Les Français choisissent librement leurs élus, leur Président, leurs représentants, et leur confèrent, à eux seuls, la souveraineté qui leur appartient.

Le pouvoir politique est le seul dépositaire de l’autorité et de la confiance publiques qui y sont attachées. Pas les administrations ! Elles bénéficient de délégations de signatures mais elles ne sont titulaires d’aucun pouvoir propre.

Ceci étant rappelé, il n’est cependant pas inutile de rechercher la cause des dérives progressives d’appropriation du pouvoir par les administrations.

Lorsqu’on préside la CCEN, en écoutant les administrations centrales présenter leurs textes, lesquels traitent à longueur d’année de la mise en œuvre de politiques publiques, pourtant totalement transférées aux collectivités territoriales, un sentiment de malaise démocratique nous envahit. Ces administrations ne cachent même plus le « pouvoir administratif » qu’elles jugent légitime d’exercer sur les administrations locales.

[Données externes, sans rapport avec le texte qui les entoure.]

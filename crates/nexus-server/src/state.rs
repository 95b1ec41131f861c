//! Application state holding the injected collaborators.
//!
//! [`AppState`] is cloned into every handler task. Collaborators are built
//! once (from [`GatewayConfig`] by default) and shared as `Arc<dyn Trait>`;
//! the `with_*` methods swap any of them, which is how tests substitute
//! fakes.

use std::sync::atomic::{AtomicUsize, Ordering};
use std::sync::Arc;

use nexus_core::{
    AgentRoster, CollaboratorError, IntentProcessor, KeywordIntentProcessor, MessageRouter,
    SchedulerAgent, SimulatedSchedulerAgent, StubMessageRouter,
};

use crate::config::GatewayConfig;
use crate::upstream::UpstreamIntentProcessor;

/// Shared application state for the HTTP server.
#[derive(Clone)]
pub struct AppState {
    /// Handles `POST /process-intent`.
    pub intent_processor: Arc<dyn IntentProcessor>,
    /// Handles booking and alternative-slot requests.
    pub scheduler: Arc<dyn SchedulerAgent>,
    /// Answers frames on the agent-communication socket.
    pub message_router: Arc<dyn MessageRouter>,
    /// Per-agent activity for `GET /agents/status`.
    pub roster: Arc<AgentRoster>,
    connections: Arc<AtomicUsize>,
}

impl AppState {
    /// Creates state with the default collaborators described by `config`.
    ///
    /// Fails only if the upstream intent client cannot be built.
    pub fn new(config: &GatewayConfig) -> Result<Self, CollaboratorError> {
        let local: Arc<dyn IntentProcessor> = Arc::new(KeywordIntentProcessor::new());
        let intent_processor: Arc<dyn IntentProcessor> = match &config.intent_upstream_url {
            Some(url) => {
                let upstream =
                    UpstreamIntentProcessor::new(url, config.intent_upstream_timeout, local)?;
                tracing::info!(endpoint = upstream.endpoint(), "using intent upstream");
                Arc::new(upstream)
            }
            None => local,
        };

        Ok(AppState {
            intent_processor,
            scheduler: Arc::new(SimulatedSchedulerAgent::new()),
            message_router: Arc::new(StubMessageRouter),
            roster: Arc::new(AgentRoster::new(config.agent_capacity)),
            connections: Arc::new(AtomicUsize::new(0)),
        })
    }

    /// Creates state from [`GatewayConfig::default`] (for testing).
    pub fn with_defaults() -> Self {
        AppState {
            intent_processor: Arc::new(KeywordIntentProcessor::new()),
            scheduler: Arc::new(SimulatedSchedulerAgent::new()),
            message_router: Arc::new(StubMessageRouter),
            roster: Arc::new(AgentRoster::default()),
            connections: Arc::new(AtomicUsize::new(0)),
        }
    }

    pub fn with_intent_processor(mut self, processor: Arc<dyn IntentProcessor>) -> Self {
        self.intent_processor = processor;
        self
    }

    pub fn with_scheduler(mut self, scheduler: Arc<dyn SchedulerAgent>) -> Self {
        self.scheduler = scheduler;
        self
    }

    pub fn with_message_router(mut self, router: Arc<dyn MessageRouter>) -> Self {
        self.message_router = router;
        self
    }

    /// Number of open agent-communication sockets.
    pub fn connection_count(&self) -> usize {
        self.connections.load(Ordering::SeqCst)
    }

    /// Counts a socket as open until the returned guard is dropped.
    pub(crate) fn track_connection(&self) -> ConnectionGuard {
        self.connections.fetch_add(1, Ordering::SeqCst);
        ConnectionGuard {
            connections: Arc::clone(&self.connections),
        }
    }
}

pub(crate) struct ConnectionGuard {
    connections: Arc<AtomicUsize>,
}

impl Drop for ConnectionGuard {
    fn drop(&mut self) {
        self.connections.fetch_sub(1, Ordering::SeqCst);
    }
}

La transmission tacite ou réelle d’un pouvoir politique à l’administration, alors que son rôle ne devrait être que dans l’exécution, constitue une atteinte grave à la démocratie. Elle instille l’idée qu’une légitimité technocratique s’imposerait en surplomb de la légitimité démocratique.

La 5ème République a pourtant, dès 1958, clarifié les choses en posant dans la Constitution, pour la 1ère fois dans l’histoire, un principe de subordination de l’administration au Gouvernement. Comme celui-ci est de plus en plus composé de technocrates, nous sommes, cependant, comme le disait François Bloch-Lainé, menacés d’être gouvernés par « d’anciens-futurs hauts fonctionnaires ». Dès lors que les cabinets sont, au surplus, peuplés par les grands corps, la boucle est bouclée. De législature en législature, se dessine inexorablement la République des camarades de promotion, toutes tendances confondues.

Le pouvoir effectif des administrations centrales n’a donc pas diminué, il s’est au contraire accru.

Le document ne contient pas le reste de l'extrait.